Acton, a U.S. startup that provides electric micromobility vehicles and the cloud-based software infrastructure to run shared fleets for cities and operators, has just acquired Duckt, an Estonian docking and charging infrastructure startup, a move that Acton says will help it to beef up its product offerings, especially for cities.
The company, which has partnered with hundreds of cities and shared operators around the world, wants to offer customers more of an end-to-end product and sees an opportunity to add a bit of order to the chaos of the dockless vehicles today and gain back some operational expenses that are spent finding and charging vehicles in the wild.
“More cities are actually looking to organize things better, so it’s not just about the charging, but also the parking,” Janelle Wang, co-founder and CEO of Acton, told TC. “The free floating vehicles are wonderful, but at some point, it will need to be organized. You know, if we’re talking about a 15-minute city like Paris or in Berlin where there will be a no-car zone in the city center, micromobility vehicles need to be in a center location, like at a station, but also free-floating.”
While the majority of Acton’s customers are shared operators, with the acquisition of Duckt, the company is also making more of a push for government clients as it positions itself as a company that can offer cities a different way to integrate shared micromobility. The beauty of using Duckt docking stations is that the stations are charge-compatible with almost any scooter or bike, whether a privately owned vehicle or one owned by the bigger operators. The goal is to one day provide enough value that some of the bigger players in the game sign on to use Acton’s docking stations, as well, Wang said.
Providing vehicles or fleets for gig workers or delivery companies is a burgeoning sector and an additional B2B play for Acton, which counts Buyk, a 15-minute grocery delivery startup, as one of its customers.
Until then, the strategy is to provide a solution to the problem of too many scooters and bikes cluttering up the sidewalks, and that requires playing to cities. Duckt, now Acton, has been working with Paris on a pilot to install 150 dock and charge points that can be plugged into bus stations and street lighting for a power source since March last year.
In addition, Acton is working on an upcoming project in New York along the Hudson River, providing the local government with everything from a fleet of vehicles to a software platform to manage the fleet to the charging and docking stations.
Acton has done similar deployments in cities like Ankara and San Francisco, with plans for upcoming projects in Miami, Athens, Cape Town, Mallorca and Barcelona, according to Wang.
Other companies have cropped up over the years with docking and charging stations, like Swiftmile, which has done pilots with Spin, and PBSC Urban Solutions, which has a large docking footprint with notable clients like Citibike.
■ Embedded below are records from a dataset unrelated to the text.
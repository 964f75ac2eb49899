use crate::presentation::serialization::LenientFloat;
use chrono::{DateTime, Utc};
use pretty_simple_display::DisplaySimple;
use serde::{Deserialize, Serialize};

/// Quantity direction marking a short position
pub const QUANTITY_DIRECTION_SHORT: &str = "Short";

/// Open position held in an account
#[derive(Debug, Clone, DisplaySimple, Serialize, Deserialize, PartialEq, Default)]
#[serde(rename_all = "kebab-case", default)]
pub struct AccountPosition {
    /// Account holding the position
    pub account_number: String,
    /// Instrument symbol, e.g. "AAPL" or an OCC option symbol
    pub symbol: String,
    /// Instrument type, e.g. "Equity", "Equity Option", "Future"
    pub instrument_type: String,
    /// Underlying symbol for derivatives, the symbol itself otherwise
    pub underlying_symbol: String,
    /// Unsigned quantity, see `quantity-direction`
    pub quantity: LenientFloat,
    /// "Long", "Short" or "Zero"
    pub quantity_direction: String,
    /// Previous close price
    pub close_price: LenientFloat,
    /// Average price paid per unit
    pub average_open_price: LenientFloat,
    /// Close price at the end of last year
    pub average_yearly_market_close_price: LenientFloat,
    /// Close price at the end of the previous day
    pub average_daily_market_close_price: LenientFloat,
    /// Current mark
    pub mark: LenientFloat,
    /// Current mark price per unit
    pub mark_price: LenientFloat,
    /// Contract multiplier
    pub multiplier: i64,
    /// "Credit" or "Debit" cost effect of the position
    pub cost_effect: String,
    pub is_suppressed: bool,
    pub is_frozen: bool,
    /// Quantity that cannot be traded
    pub restricted_quantity: LenientFloat,
    /// Expiration time for derivatives
    pub expires_at: Option<DateTime<Utc>>,
    /// Fixing price for futures
    pub fixing_price: LenientFloat,
    pub deliverable_type: Option<String>,
    /// Realized gain for the day, unsigned
    pub realized_day_gain: LenientFloat,
    pub realized_day_gain_effect: String,
    /// Date of `realized-day-gain` as `YYYY-MM-DD` text
    pub realized_day_gain_date: String,
    /// Realized gain today, unsigned
    pub realized_today: LenientFloat,
    pub realized_today_effect: String,
    /// Date of `realized-today` as `YYYY-MM-DD` text
    pub realized_today_date: String,
    pub created_at: DateTime<Utc>,
    pub updated_at: DateTime<Utc>,
}

impl AccountPosition {
    /// Quantity signed by its direction, negative for short positions
    #[must_use]
    pub fn signed_quantity(&self) -> f64 {
        let quantity = self.quantity.value().abs();
        if self.quantity_direction == QUANTITY_DIRECTION_SHORT {
            -quantity
        } else {
            quantity
        }
    }
}
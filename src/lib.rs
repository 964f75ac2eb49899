//! # tastytrade-model
//!
//! Typed data models for the tastytrade brokerage REST API.
//!
//! The API sends most monetary and ratio values as JSON strings, sometimes as
//! the empty string, and occasionally as bare numbers. Every such field is a
//! [`presentation::serialization::LenientFloat`], which decodes all three
//! forms: `""` becomes `0.0`, anything else must be a float literal once its
//! quotes are stripped, and malformed text fails the whole record.
//!
//! ## Usage
//!
//! ```rust
//! use tastytrade_model::prelude::*;
//!
//! let body = br#"{"data": {"account-number": "5WT00001", "cash-balance": "1250.5",
//!     "pending-cash": "", "pending-cash-effect": "None"}}"#;
//!
//! let decoder = ResponseDecoder::new(DecodeConfig::default());
//! let balance: AccountBalance = decoder.decode_data(body).unwrap();
//! assert_eq!(balance.cash_balance.value(), 1250.5);
//! assert_eq!(balance.pending_cash.value(), 0.0);
//! ```
//!
//! ## Modules
//!
//! * [`presentation`] - wire records and the lenient numeric decoder
//! * [`model`] - response envelopes and [`model::decoder::ResponseDecoder`]
//! * [`application`] - configuration loaded from the environment
//! * [`utils`] - logging, env helpers, signed amounts and date parsing
//! * [`error`] - [`error::AppError`]

/// Library configuration
pub mod application;

/// Global constants
pub mod constants;

/// Error types
pub mod error;

/// Response envelopes and the body decoder
pub mod model;

/// Commonly used re-exports
pub mod prelude;

/// Wire records of the brokerage API
pub mod presentation;

/// Logging, environment, amount and date helpers
pub mod utils;

/// Library version, taken from Cargo.toml
pub const VERSION: &str = env!("CARGO_PKG_VERSION");

/// Returns the library version
#[must_use]
pub fn version() -> &'static str {
    VERSION
}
But generally, there are far fewer players in the docked game, and a lot less VC money going into it, but that doesn’t mean there isn’t a big market opportunity for docking and charging e-bikes and e-scooters. In fact, despite the apparent market dominance of dockless micromobility, of all the bikeshare services in North America in 2020, 56% of them were docked and only 19% were dockless, according to the North American Bikeshare and Scooter Association’s state of the industry report. None of the e-scooter shares were docked, but that says less about potential market share and more about the lack of implementation of e-scooter docking and charging technology.
The bigger geographical market right now is in Europe, where there is more of a conversation going on around making cities walkable and pedestrian-friendly and vastly reducing the reliance on cars, Wang said. Part of that urban planning might very well be where to place docked micromobility stations, and Acton’s investor, EIT InnoEnergy, can help as the company works to make connections and build out its reach in Europe.
Neither Duckt nor Acton would share the terms of the acquisition, but the merger was fueled by an undisclosed investment from the early-stage investor, which specializes in the areas of energy transition and EV and grid technology and is supported by the European Institute of Innovation and Technology, a body of the European Union.
“The Acton and Duckt merger makes for a perfect growth story,” Jennifer Dungs, EIT InnoEnergy’s global head of mobility, said in a statement. “Together, they really have it all – well-designed, high-quality vehicles, the software to manage operations cost-efficiently, broadly compatible charging and docking stations plus the experience and capacity for large scale roll-out. For any given city or corporate looking to plug an off-the-shelf micromobility solution into their transport offering, it does not get much better than this.”